На первом курсе я принял участие сначала в личном чемпионате механико-машиностроительного факультета, где сыграл неплохо и вышел в следующий этап соревнований – турнир на звание чемпиона института. Там состав участников был очень сильный, и я занял место лишь в середине турнирной таблицы.

К этому времени у меня дома подобралась хорошая библиотечка по шахматам. Если у меня выдавалась свободная минута, я с удовольствием открывал какую-нибудь шахматную книгу, например, Алехина «Мои лучшие партии» или 583 партии Чигорина (количество партий точно не помню, но было их больше пятисот) – и разбирал какую-нибудь из партий. Шахматная доска мне была не нужна, я и без нее понимал позиции и мог считать достаточно далеко, для этого двигать фигуры было не обязательно. Видимо, поэтому я на протяжении многих лет сохранял хорошую форму, играя в силу первого разряда.

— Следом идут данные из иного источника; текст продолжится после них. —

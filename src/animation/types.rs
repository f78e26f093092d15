use crate::dualquat;
use ahash::{HashMap, HashMapExt};
use log::warn;
use nalgebra_glm as glm;
use std::cmp::Ordering;

/// Scale, rotation and translation of one bone at one keyframe. `time` is in
/// seconds from the start of the clip.
#[derive(Clone, Copy, Debug, PartialEq)]
pub struct Sqt {
    pub time: f64,
    pub scale: glm::Vec3,
    pub rotation: glm::Quat,
    pub translation: glm::Vec3,
}

impl Default for Sqt {
    fn default() -> Self {
        Self::identity(0.0)
    }
}

impl Sqt {
    #[must_use]
    pub fn identity(time: f64) -> Self {
        Self {
            time,
            scale: glm::vec3(1.0, 1.0, 1.0),
            rotation: glm::Quat::identity(),
            translation: glm::Vec3::zeros(),
        }
    }

    /// Decomposes a `T * R * S` matrix
    #[must_use]
    pub fn from_mat4(time: f64, m: &glm::Mat4) -> Self {
        let (rotation, scale) = dualquat::rotation_and_scale(m);
        Self {
            time,
            scale,
            rotation,
            translation: dualquat::translation_of(m),
        }
    }

    /// Local transform as `Translation * Rotation * Scale`
    #[must_use]
    pub fn to_mat4(&self) -> glm::Mat4 {
        glm::translation(&self.translation)
            * glm::quat_to_mat4(&glm::quat_normalize(&self.rotation))
            * glm::scaling(&self.scale)
    }
}

/// Keyframes for one bone, ordered by time. May be empty.
#[derive(Clone, Debug, Default)]
pub struct BoneTrack {
    pub bone_name: String,
    pub samples: Vec<Sqt>,
}

impl BoneTrack {
    #[must_use]
    pub fn new(bone_name: impl Into<String>, samples: Vec<Sqt>) -> Self {
        Self {
            bone_name: bone_name.into(),
            samples,
        }
    }

    #[must_use]
    pub fn len(&self) -> usize {
        self.samples.len()
    }

    #[must_use]
    pub fn is_empty(&self) -> bool {
        self.samples.is_empty()
    }

    fn is_sorted(&self) -> bool {
        self.samples.windows(2).all(|w| w[0].time <= w[1].time)
    }
}

/// One named animation. Nothing can change a clip after it is built, so it
/// can be shared freely between evaluators.
#[derive(Clone, Debug)]
pub struct AnimationClip {
    name: String,
    duration: f64,
    ticks_per_second: f64,
    tracks: HashMap<String, BoneTrack>,
}

impl AnimationClip {
    /// `duration` is in seconds. Tracks are keyed by bone name; a later track
    /// with the same name replaces an earlier one.
    #[must_use]
    pub fn new(
        name: impl Into<String>,
        duration: f64,
        ticks_per_second: f64,
        tracks: Vec<BoneTrack>,
    ) -> Self {
        let name = name.into();
        let mut map = HashMap::with_capacity(tracks.len());
        for mut track in tracks {
            if !track.is_sorted() {
                warn!(
                    "clip {} track {} has unsorted samples, sorting",
                    name, track.bone_name
                );
                // Stable, so samples sharing a time keep their order. NaN
                // times compare equal and end up wherever they were.
                track.samples.sort_by(|a, b| {
                    a.time.partial_cmp(&b.time).unwrap_or(Ordering::Equal)
                });
            }
            if let Some(old) = map.insert(track.bone_name.clone(), track) {
                warn!("clip {} has duplicate track {}", name, old.bone_name);
            }
        }
        Self {
            name,
            duration,
            ticks_per_second,
            tracks: map,
        }
    }

    #[must_use]
    pub fn name(&self) -> &str {
        &self.name
    }

    /// Length of the clip in seconds
    #[must_use]
    pub const fn duration(&self) -> f64 {
        self.duration
    }

    #[must_use]
    pub const fn ticks_per_second(&self) -> f64 {
        self.ticks_per_second
    }

    /// Seconds per authored tick, or 0 if the rate is unknown
    #[must_use]
    pub fn frame_duration(&self) -> f64 {
        if self.ticks_per_second > 0.0 {
            1.0 / self.ticks_per_second
        } else {
            0.0
        }
    }

    /// Track for a bone, or `None` if this clip doesn't animate it
    #[must_use]
    pub fn track(&self, bone_name: &str) -> Option<&BoneTrack> {
        self.tracks.get(bone_name)
    }

    pub fn tracks(&self) -> impl Iterator<Item = &BoneTrack> {
        self.tracks.values()
    }

    #[must_use]
    pub fn track_count(&self) -> usize {
        self.tracks.len()
    }

    /// Largest sample count of any track. Tracks are allowed to have
    /// different lengths.
    #[must_use]
    pub fn frame_count(&self) -> usize {
        self.tracks.values().map(BoneTrack::len).max().unwrap_or(0)
    }
}
use super::{
    interpolate::{sample_cubic, sample_frame, sample_linear},
    types::{AnimationClip, BoneTrack, Sqt},
};
use crate::{
    dualquat::SkinDualQuat,
    skeleton::{Skeleton, SkeletonNode},
    vertex::GpuSkinDualQuat,
};
use log::{debug, trace};
use nalgebra_glm as glm;
use serde::{Deserialize, Serialize};

/// What point of a clip to evaluate
#[derive(Clone, Copy, Debug, PartialEq)]
pub enum Sampling {
    /// Authored sample index, no interpolation
    Frame(usize),
    /// Seconds from the start of the clip, interpolated
    Time(f64),
}

/// How continuous time is interpolated between samples
#[derive(
    Clone, Copy, Debug, Default, Eq, PartialEq, Serialize, Deserialize,
)]
pub enum Interpolation {
    #[default]
    Linear,
    Cubic,
}

/// Output representation for the skin shader
#[derive(
    Clone, Copy, Debug, Default, Eq, PartialEq, Serialize, Deserialize,
)]
pub enum SkinMode {
    /// One 4x4 matrix per bone for linear blend skinning
    #[default]
    Matrix,
    /// Dual quaternion plus scale matrix per bone
    DualQuat,
}

/// Owned copy of an evaluated palette, one entry per bone index
#[derive(Clone, Debug, PartialEq)]
pub enum BoneTransforms {
    Matrices(Vec<glm::Mat4>),
    DualQuats(Vec<SkinDualQuat>),
}

impl Default for BoneTransforms {
    fn default() -> Self {
        Self::Matrices(Vec::new())
    }
}

impl BoneTransforms {
    #[must_use]
    pub fn len(&self) -> usize {
        match self {
            Self::Matrices(m) => m.len(),
            Self::DualQuats(d) => d.len(),
        }
    }

    #[must_use]
    pub fn is_empty(&self) -> bool {
        self.len() == 0
    }

    /// Bone matrix regardless of representation
    #[must_use]
    pub fn matrix(&self, bone: usize) -> Option<glm::Mat4> {
        match self {
            Self::Matrices(m) => m.get(bone).copied(),
            Self::DualQuats(d) => d.get(bone).map(SkinDualQuat::to_mat4),
        }
    }

    /// Bytes ready for upload to a uniform or storage buffer
    #[must_use]
    pub fn to_bytes(&self) -> Vec<u8> {
        match self {
            Self::Matrices(m) => bytemuck::cast_slice(m).to_vec(),
            Self::DualQuats(d) => {
                let gpu: Vec<GpuSkinDualQuat> =
                    d.iter().map(GpuSkinDualQuat::from).collect();
                bytemuck::cast_slice(&gpu).to_vec()
            }
        }
    }
}

/// Samples one track. `None` for an empty track.
#[must_use]
pub fn sample_track(
    track: &BoneTrack,
    sampling: Sampling,
    interpolation: Interpolation,
) -> Option<Sqt> {
    match (sampling, interpolation) {
        (Sampling::Frame(frame), _) => sample_frame(&track.samples, frame),
        (Sampling::Time(time), Interpolation::Linear) => {
            sample_linear(&track.samples, time)
        }
        (Sampling::Time(time), Interpolation::Cubic) => {
            sample_cubic(&track.samples, time)
        }
    }
}

/// Local transform of a node: the sampled track if the clip animates it,
/// otherwise the bind transform
#[must_use]
pub fn local_transform(
    node: &SkeletonNode,
    clip: Option<&AnimationClip>,
    sampling: Sampling,
    interpolation: Interpolation,
) -> glm::Mat4 {
    clip.and_then(|c| c.track(&node.name))
        .and_then(|track| sample_track(track, sampling, interpolation))
        .map_or(node.local_bind, |sqt| sqt.to_mat4())
}

/// Evaluates clips against a skeleton. The evaluator owns the output buffers,
/// which are overwritten by every call to `evaluate`. Use `snapshot` to keep
/// a copy.
#[derive(Clone, Debug, Default)]
pub struct PoseEvaluator {
    interpolation: Interpolation,
    skin_mode: SkinMode,
    matrices: Vec<glm::Mat4>,
    dual_quats: Vec<SkinDualQuat>,
}

impl PoseEvaluator {
    #[must_use]
    pub const fn new(interpolation: Interpolation, skin_mode: SkinMode) -> Self {
        Self {
            interpolation,
            skin_mode,
            matrices: Vec::new(),
            dual_quats: Vec::new(),
        }
    }

    #[must_use]
    pub const fn interpolation(&self) -> Interpolation {
        self.interpolation
    }

    pub fn set_interpolation(&mut self, interpolation: Interpolation) {
        self.interpolation = interpolation;
    }

    #[must_use]
    pub const fn skin_mode(&self) -> SkinMode {
        self.skin_mode
    }

    pub fn set_skin_mode(&mut self, skin_mode: SkinMode) {
        self.skin_mode = skin_mode;
    }

    /// Matrices from the last evaluation, indexed by bone id
    #[must_use]
    pub fn bone_matrices(&self) -> &[glm::Mat4] {
        &self.matrices
    }

    /// Dual quaternions from the last evaluation. Empty unless the skin mode
    /// is `SkinMode::DualQuat`.
    #[must_use]
    pub fn dual_quats(&self) -> &[SkinDualQuat] {
        &self.dual_quats
    }

    /// Copies the last evaluation out in the current skin mode
    #[must_use]
    pub fn snapshot(&self) -> BoneTransforms {
        match self.skin_mode {
            SkinMode::Matrix => BoneTransforms::Matrices(self.matrices.clone()),
            SkinMode::DualQuat => {
                BoneTransforms::DualQuats(self.dual_quats.clone())
            }
        }
    }

    /// Empties the output buffers
    pub fn clear(&mut self) {
        self.matrices.clear();
        self.dual_quats.clear();
    }

    /// Evaluates `clip` on `skeleton`. With no clip the skeleton is posed
    /// in its bind pose. Bones that never appear in the hierarchy keep the
    /// identity.
    pub fn evaluate(
        &mut self,
        skeleton: &Skeleton,
        clip: Option<&AnimationClip>,
        sampling: Sampling,
    ) {
        let bone_count = skeleton.bone_count();
        self.matrices.clear();
        self.matrices.resize(bone_count, glm::Mat4::identity());
        self.dual_quats.clear();
        if self.skin_mode == SkinMode::DualQuat {
            self.dual_quats.resize(bone_count, SkinDualQuat::default());
        }
        if skeleton.is_empty() {
            return;
        }
        trace!(
            "evaluate clip={:?} sampling={:?} bones={}",
            clip.map(AnimationClip::name),
            sampling,
            bone_count
        );
        self.traverse(skeleton, clip, sampling, 0, &glm::Mat4::identity());
    }

    // Call with the root node to recursively calculate node transforms,
    // parents before children
    fn traverse(
        &mut self,
        skeleton: &Skeleton,
        clip: Option<&AnimationClip>,
        sampling: Sampling,
        node_index: usize,
        parent: &glm::Mat4,
    ) {
        let Some(node) = skeleton.node(node_index) else {
            debug!("node_index={} not in skeleton", node_index);
            return;
        };

        let local = local_transform(node, clip, sampling, self.interpolation);
        let global = parent * local;

        if let Some(info) = node.bone.and_then(|b| skeleton.bones().get(b)) {
            let model = skeleton.root_inverse_bind() * global;
            self.matrices[info.id] = model * info.offset_matrix;
            if self.skin_mode == SkinMode::DualQuat {
                self.dual_quats[info.id] =
                    SkinDualQuat::from_parts(&model, &info.offset_matrix);
            }
        }

        for child_index in &node.children {
            self.traverse(skeleton, clip, sampling, *child_index, &global);
        }
    }
}

/// Returns the bone transforms for a clip at one moment
#[must_use]
pub fn animate(
    skeleton: &Skeleton,
    clip: Option<&AnimationClip>,
    sampling: Sampling,
    interpolation: Interpolation,
    skin_mode: SkinMode,
) -> BoneTransforms {
    let mut evaluator = PoseEvaluator::new(interpolation, skin_mode);
    evaluator.evaluate(skeleton, clip, sampling);
    evaluator.snapshot()
}
use ahash::{HashMap, HashMapExt};
use log::{debug, warn};
use nalgebra_glm as glm;

/// Imported scene graph node. Children are owned so a whole tree can be
/// handed over in one piece.
#[derive(Clone, Debug)]
pub struct SceneNode {
    pub name: String,
    pub local_bind_transform: glm::Mat4,
    pub children: Vec<SceneNode>,
}

impl SceneNode {
    /// Leaf node
    #[must_use]
    pub fn new(name: impl Into<String>, local_bind_transform: glm::Mat4) -> Self {
        Self {
            name: name.into(),
            local_bind_transform,
            children: Vec::new(),
        }
    }

    /// Number of nodes in this subtree including itself
    #[must_use]
    pub fn count(&self) -> usize {
        1 + self.children.iter().map(Self::count).sum::<usize>()
    }
}

#[derive(Clone, Debug, PartialEq)]
pub struct BoneInfo {
    /// Dense index, also the position in the bone palette
    pub id: usize,
    /// Moves a vertex from model space into the bone's bind space
    pub offset_matrix: glm::Mat4,
}

/// Bones discovered while reading vertex weights, numbered in the order they
/// were first seen
#[derive(Clone, Debug, Default)]
pub struct BoneRegistry {
    bones: Vec<BoneInfo>,
    bone_map: HashMap<String, usize>,
}

impl BoneRegistry {
    #[must_use]
    pub fn new() -> Self {
        Self {
            bones: Vec::new(),
            bone_map: HashMap::new(),
        }
    }

    /// Returns the id for `name`, assigning the next one if it's new. The
    /// first offset matrix seen for a bone is the one kept.
    pub fn register(&mut self, name: &str, offset_matrix: &glm::Mat4) -> usize {
        if let Some(id) = self.bone_map.get(name) {
            return *id;
        }
        let id = self.bones.len();
        debug!("bone {} is id {}", name, id);
        self.bones.push(BoneInfo {
            id,
            offset_matrix: *offset_matrix,
        });
        self.bone_map.insert(name.to_string(), id);
        id
    }

    #[must_use]
    pub fn index(&self, name: &str) -> Option<usize> {
        self.bone_map.get(name).copied()
    }

    #[must_use]
    pub fn get(&self, id: usize) -> Option<&BoneInfo> {
        self.bones.get(id)
    }

    #[must_use]
    pub fn bones(&self) -> &[BoneInfo] {
        &self.bones
    }

    /// Bone name to id
    #[must_use]
    pub const fn bone_map(&self) -> &HashMap<String, usize> {
        &self.bone_map
    }

    #[must_use]
    pub fn len(&self) -> usize {
        self.bones.len()
    }

    #[must_use]
    pub fn is_empty(&self) -> bool {
        self.bones.is_empty()
    }
}

/// Flattened hierarchy node. Indices refer to `Skeleton::nodes`.
#[derive(Clone, Debug, PartialEq)]
pub struct SkeletonNode {
    pub name: String,
    pub parent: Option<usize>,
    pub children: Vec<usize>,
    pub local_bind: glm::Mat4,
    /// Bone id if this node drives vertices
    pub bone: Option<usize>,
}

/// Node hierarchy plus the bones that live in it. Nodes are stored in
/// pre-order so index 0 is always the root and a parent always comes before
/// its children.
#[derive(Clone, Debug, Default)]
pub struct Skeleton {
    nodes: Vec<SkeletonNode>,
    node_map: HashMap<String, usize>,
    root_inverse_bind: glm::Mat4,
    bones: BoneRegistry,
}

impl Skeleton {
    #[must_use]
    pub fn new(root: &SceneNode, bones: BoneRegistry) -> Self {
        let mut nodes = Vec::with_capacity(root.count());
        let mut node_map = HashMap::with_capacity(nodes.capacity());
        flatten(root, None, &bones, &mut nodes, &mut node_map);

        let root_inverse_bind = root
            .local_bind_transform
            .try_inverse()
            .unwrap_or_else(|| {
                warn!("root node {} can't be inverted, using identity", root.name);
                glm::Mat4::identity()
            });

        for name in bones.bone_map().keys() {
            if !node_map.contains_key(name) {
                warn!("bone {} has no node, it will stay in bind pose", name);
            }
        }
        debug!(
            "skeleton has {} nodes and {} bones",
            nodes.len(),
            bones.len()
        );

        Self {
            nodes,
            node_map,
            root_inverse_bind,
            bones,
        }
    }

    #[must_use]
    pub fn nodes(&self) -> &[SkeletonNode] {
        &self.nodes
    }

    #[must_use]
    pub fn node(&self, index: usize) -> Option<&SkeletonNode> {
        self.nodes.get(index)
    }

    /// Node index by name
    #[must_use]
    pub fn find(&self, name: &str) -> Option<usize> {
        self.node_map.get(name).copied()
    }

    /// Inverse of the root node's bind transform
    #[must_use]
    pub const fn root_inverse_bind(&self) -> &glm::Mat4 {
        &self.root_inverse_bind
    }

    #[must_use]
    pub const fn bones(&self) -> &BoneRegistry {
        &self.bones
    }

    #[must_use]
    pub fn bone_count(&self) -> usize {
        self.bones.len()
    }

    #[must_use]
    pub fn node_count(&self) -> usize {
        self.nodes.len()
    }

    #[must_use]
    pub fn is_empty(&self) -> bool {
        self.nodes.is_empty()
    }
}

// Recursive pre-order copy of the scene tree. Returns the index of `node`.
fn flatten(
    node: &SceneNode,
    parent: Option<usize>,
    bones: &BoneRegistry,
    nodes: &mut Vec<SkeletonNode>,
    node_map: &mut HashMap<String, usize>,
) -> usize {
    let index = nodes.len();
    let bone = if node_map.contains_key(&node.name) {
        warn!("duplicate node name {}, only the first drives its bone", node.name);
        None
    } else {
        node_map.insert(node.name.clone(), index);
        bones.index(&node.name)
    };
    nodes.push(SkeletonNode {
        name: node.name.clone(),
        parent,
        children: Vec::with_capacity(node.children.len()),
        local_bind: node.local_bind_transform,
        bone,
    });
    for child in &node.children {
        let child_index = flatten(child, Some(index), bones, nodes, node_map);
        nodes[index].children.push(child_index);
    }
    index
}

На старших курсах, у меня уже не было времени уделять шахматам и шашкам много времени, и я больше не участвовал в соревнованиях, хотя шахматные книги оставались моими любимыми книгами многие годы.

Сейчас эти книги я оставил в нашей квартире в Ленинграде, и мне их нехватает. Я уже три года не ездил в Россию, они там стоят на полке, а я о них время от времени думаю. Очень хочется забрать их к себе. Получится ли?

ОМЛ

У нас были лекции по предмету, который назывался «Основы марксизма-ленинизма», сокращенно ОМЛ.

Два раза в неделю два утренних часа были отданы этому важнейшему, как тогда считалось, предмету. Считалось, что ОМЛ способствует выработке мировоззрения.

Читала лекции женщина средних лет отнюдь не захватывающе, а очень спокойно, даже сдержанно. Было скучно, но на эти лекции ходили все, так как составлялись списки отсутствующих, и могли быть неприятности, – вызов в деканат, например.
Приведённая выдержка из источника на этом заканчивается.